/---

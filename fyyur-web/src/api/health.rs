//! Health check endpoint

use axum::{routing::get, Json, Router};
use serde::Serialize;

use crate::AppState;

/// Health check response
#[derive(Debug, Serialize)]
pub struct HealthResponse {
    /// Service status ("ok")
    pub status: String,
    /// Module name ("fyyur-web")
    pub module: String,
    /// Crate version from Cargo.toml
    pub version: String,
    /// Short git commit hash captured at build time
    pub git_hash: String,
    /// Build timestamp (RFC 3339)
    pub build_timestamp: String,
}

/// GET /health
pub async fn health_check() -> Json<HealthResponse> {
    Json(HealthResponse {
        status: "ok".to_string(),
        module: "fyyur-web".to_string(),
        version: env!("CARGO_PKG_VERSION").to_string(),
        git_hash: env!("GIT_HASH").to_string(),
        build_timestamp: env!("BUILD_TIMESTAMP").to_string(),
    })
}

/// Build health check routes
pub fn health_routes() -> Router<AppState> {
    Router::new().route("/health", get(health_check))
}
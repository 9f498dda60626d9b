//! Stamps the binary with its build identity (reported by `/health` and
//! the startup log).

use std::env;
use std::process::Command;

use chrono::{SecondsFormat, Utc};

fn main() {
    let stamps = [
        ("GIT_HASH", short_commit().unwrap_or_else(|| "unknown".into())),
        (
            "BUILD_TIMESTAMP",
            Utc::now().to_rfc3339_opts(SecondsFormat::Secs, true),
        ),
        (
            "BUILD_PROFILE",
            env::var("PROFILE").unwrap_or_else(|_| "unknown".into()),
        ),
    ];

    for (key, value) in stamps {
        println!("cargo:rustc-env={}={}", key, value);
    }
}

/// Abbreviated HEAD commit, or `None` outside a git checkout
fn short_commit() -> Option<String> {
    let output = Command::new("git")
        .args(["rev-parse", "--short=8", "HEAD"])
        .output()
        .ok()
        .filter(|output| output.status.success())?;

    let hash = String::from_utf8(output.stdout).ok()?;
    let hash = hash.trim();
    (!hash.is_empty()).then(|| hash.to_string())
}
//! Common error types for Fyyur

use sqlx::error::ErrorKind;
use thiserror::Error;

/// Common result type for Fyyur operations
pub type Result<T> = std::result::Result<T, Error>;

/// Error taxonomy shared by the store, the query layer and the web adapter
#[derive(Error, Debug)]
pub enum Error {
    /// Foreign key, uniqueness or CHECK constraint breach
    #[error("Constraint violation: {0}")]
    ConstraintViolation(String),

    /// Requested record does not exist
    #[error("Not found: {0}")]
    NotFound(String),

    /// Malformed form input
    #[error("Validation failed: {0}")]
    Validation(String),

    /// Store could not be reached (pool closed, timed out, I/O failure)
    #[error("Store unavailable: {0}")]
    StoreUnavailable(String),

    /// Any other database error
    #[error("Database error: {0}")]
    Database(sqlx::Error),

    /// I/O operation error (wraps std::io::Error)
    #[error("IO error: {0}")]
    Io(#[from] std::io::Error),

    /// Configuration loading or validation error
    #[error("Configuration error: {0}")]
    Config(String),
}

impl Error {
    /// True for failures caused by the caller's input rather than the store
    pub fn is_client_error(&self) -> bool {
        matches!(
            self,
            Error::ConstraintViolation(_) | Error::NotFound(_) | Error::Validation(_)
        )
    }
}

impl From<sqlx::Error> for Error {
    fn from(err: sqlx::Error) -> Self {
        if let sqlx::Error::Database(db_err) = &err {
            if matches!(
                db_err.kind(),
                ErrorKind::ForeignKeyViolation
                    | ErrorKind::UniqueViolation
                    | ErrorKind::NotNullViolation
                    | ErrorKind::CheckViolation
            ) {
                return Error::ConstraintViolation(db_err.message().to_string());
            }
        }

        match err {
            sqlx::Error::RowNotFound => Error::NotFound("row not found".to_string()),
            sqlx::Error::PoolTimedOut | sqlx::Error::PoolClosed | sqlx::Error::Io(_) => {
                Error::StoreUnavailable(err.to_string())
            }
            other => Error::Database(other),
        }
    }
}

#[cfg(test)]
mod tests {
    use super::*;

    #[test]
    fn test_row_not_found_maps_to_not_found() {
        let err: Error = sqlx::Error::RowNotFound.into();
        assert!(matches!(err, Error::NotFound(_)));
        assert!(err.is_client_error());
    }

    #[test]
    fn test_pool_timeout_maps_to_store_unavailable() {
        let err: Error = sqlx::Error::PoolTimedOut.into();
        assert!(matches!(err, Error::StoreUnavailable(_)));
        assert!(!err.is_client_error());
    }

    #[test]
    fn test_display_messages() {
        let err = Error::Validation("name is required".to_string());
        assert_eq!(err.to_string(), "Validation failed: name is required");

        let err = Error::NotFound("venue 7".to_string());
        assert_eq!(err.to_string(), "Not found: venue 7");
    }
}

\---

§ **WHAT TO DO**
Wherever the string "SecondsFormat" occurs in the records, copy the line it is in.

§ **SOLUTION TO THIS EXERCISE**
use chrono::{SecondsFormat, Utc};
            Utc::now().to_rfc3339_opts(SecondsFormat::Secs, true),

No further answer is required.